──────── Records provided

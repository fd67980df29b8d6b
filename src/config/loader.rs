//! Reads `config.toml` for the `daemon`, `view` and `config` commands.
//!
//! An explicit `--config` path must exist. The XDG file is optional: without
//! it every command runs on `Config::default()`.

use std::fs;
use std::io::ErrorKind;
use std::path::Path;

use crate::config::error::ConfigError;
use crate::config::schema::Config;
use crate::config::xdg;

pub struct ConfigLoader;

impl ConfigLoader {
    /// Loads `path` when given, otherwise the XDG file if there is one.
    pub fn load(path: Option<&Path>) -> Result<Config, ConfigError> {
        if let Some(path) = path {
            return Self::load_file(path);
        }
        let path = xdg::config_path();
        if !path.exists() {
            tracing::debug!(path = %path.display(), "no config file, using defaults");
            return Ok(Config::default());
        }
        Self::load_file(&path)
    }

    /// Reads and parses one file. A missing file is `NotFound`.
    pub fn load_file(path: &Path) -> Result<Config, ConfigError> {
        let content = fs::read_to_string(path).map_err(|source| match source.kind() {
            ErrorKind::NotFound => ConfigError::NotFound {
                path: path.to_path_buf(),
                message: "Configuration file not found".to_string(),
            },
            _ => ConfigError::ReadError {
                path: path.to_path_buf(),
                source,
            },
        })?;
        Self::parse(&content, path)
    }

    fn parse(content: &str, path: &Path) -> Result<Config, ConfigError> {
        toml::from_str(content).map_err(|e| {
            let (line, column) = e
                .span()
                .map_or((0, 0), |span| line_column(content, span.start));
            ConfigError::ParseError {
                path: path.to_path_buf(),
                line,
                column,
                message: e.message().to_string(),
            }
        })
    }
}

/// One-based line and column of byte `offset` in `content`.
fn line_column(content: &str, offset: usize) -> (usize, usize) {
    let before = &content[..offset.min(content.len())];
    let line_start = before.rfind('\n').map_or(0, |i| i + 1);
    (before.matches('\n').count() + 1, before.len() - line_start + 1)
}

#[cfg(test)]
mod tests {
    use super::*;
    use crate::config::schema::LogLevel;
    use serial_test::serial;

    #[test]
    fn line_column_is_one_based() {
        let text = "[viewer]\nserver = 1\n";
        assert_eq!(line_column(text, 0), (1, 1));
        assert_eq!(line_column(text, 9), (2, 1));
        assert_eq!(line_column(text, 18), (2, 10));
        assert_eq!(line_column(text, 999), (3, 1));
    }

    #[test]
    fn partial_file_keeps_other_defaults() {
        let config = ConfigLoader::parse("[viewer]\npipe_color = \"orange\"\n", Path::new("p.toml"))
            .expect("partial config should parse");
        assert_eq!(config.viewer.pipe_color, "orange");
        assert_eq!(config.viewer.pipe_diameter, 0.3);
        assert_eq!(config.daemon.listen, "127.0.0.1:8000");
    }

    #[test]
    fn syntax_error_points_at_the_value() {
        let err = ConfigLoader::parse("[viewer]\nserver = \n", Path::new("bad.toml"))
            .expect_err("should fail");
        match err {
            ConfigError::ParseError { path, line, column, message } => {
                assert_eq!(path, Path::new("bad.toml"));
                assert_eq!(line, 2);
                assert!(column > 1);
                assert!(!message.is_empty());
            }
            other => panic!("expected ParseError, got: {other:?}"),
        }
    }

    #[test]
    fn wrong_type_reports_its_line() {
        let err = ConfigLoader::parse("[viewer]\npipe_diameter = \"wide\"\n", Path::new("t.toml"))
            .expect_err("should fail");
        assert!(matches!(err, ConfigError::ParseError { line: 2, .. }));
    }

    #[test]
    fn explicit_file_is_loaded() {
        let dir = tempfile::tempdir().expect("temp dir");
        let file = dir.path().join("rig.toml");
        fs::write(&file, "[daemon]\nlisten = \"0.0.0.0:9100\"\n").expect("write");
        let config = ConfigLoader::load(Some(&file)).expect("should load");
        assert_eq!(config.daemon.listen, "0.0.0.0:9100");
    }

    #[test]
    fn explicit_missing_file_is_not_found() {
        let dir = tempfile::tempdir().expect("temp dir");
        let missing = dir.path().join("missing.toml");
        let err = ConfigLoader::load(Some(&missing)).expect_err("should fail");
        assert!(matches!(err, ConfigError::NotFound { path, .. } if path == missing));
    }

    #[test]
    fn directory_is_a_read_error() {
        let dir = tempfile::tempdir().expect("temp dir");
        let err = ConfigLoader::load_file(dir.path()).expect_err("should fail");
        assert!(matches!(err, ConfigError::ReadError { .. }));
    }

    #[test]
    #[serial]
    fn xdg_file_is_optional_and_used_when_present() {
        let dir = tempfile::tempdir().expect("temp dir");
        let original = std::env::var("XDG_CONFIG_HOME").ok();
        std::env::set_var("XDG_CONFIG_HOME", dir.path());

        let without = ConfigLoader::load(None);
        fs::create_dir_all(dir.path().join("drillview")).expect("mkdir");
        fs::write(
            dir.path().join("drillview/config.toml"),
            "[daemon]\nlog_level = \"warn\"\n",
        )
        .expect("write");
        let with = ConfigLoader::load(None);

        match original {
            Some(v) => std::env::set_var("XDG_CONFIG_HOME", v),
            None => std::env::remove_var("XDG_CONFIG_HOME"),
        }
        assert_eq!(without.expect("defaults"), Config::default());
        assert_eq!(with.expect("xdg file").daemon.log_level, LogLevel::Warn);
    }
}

────────────────

### Task objective
If a line in the records holds the string "should", count it, and give only the total.

### Response to the task
6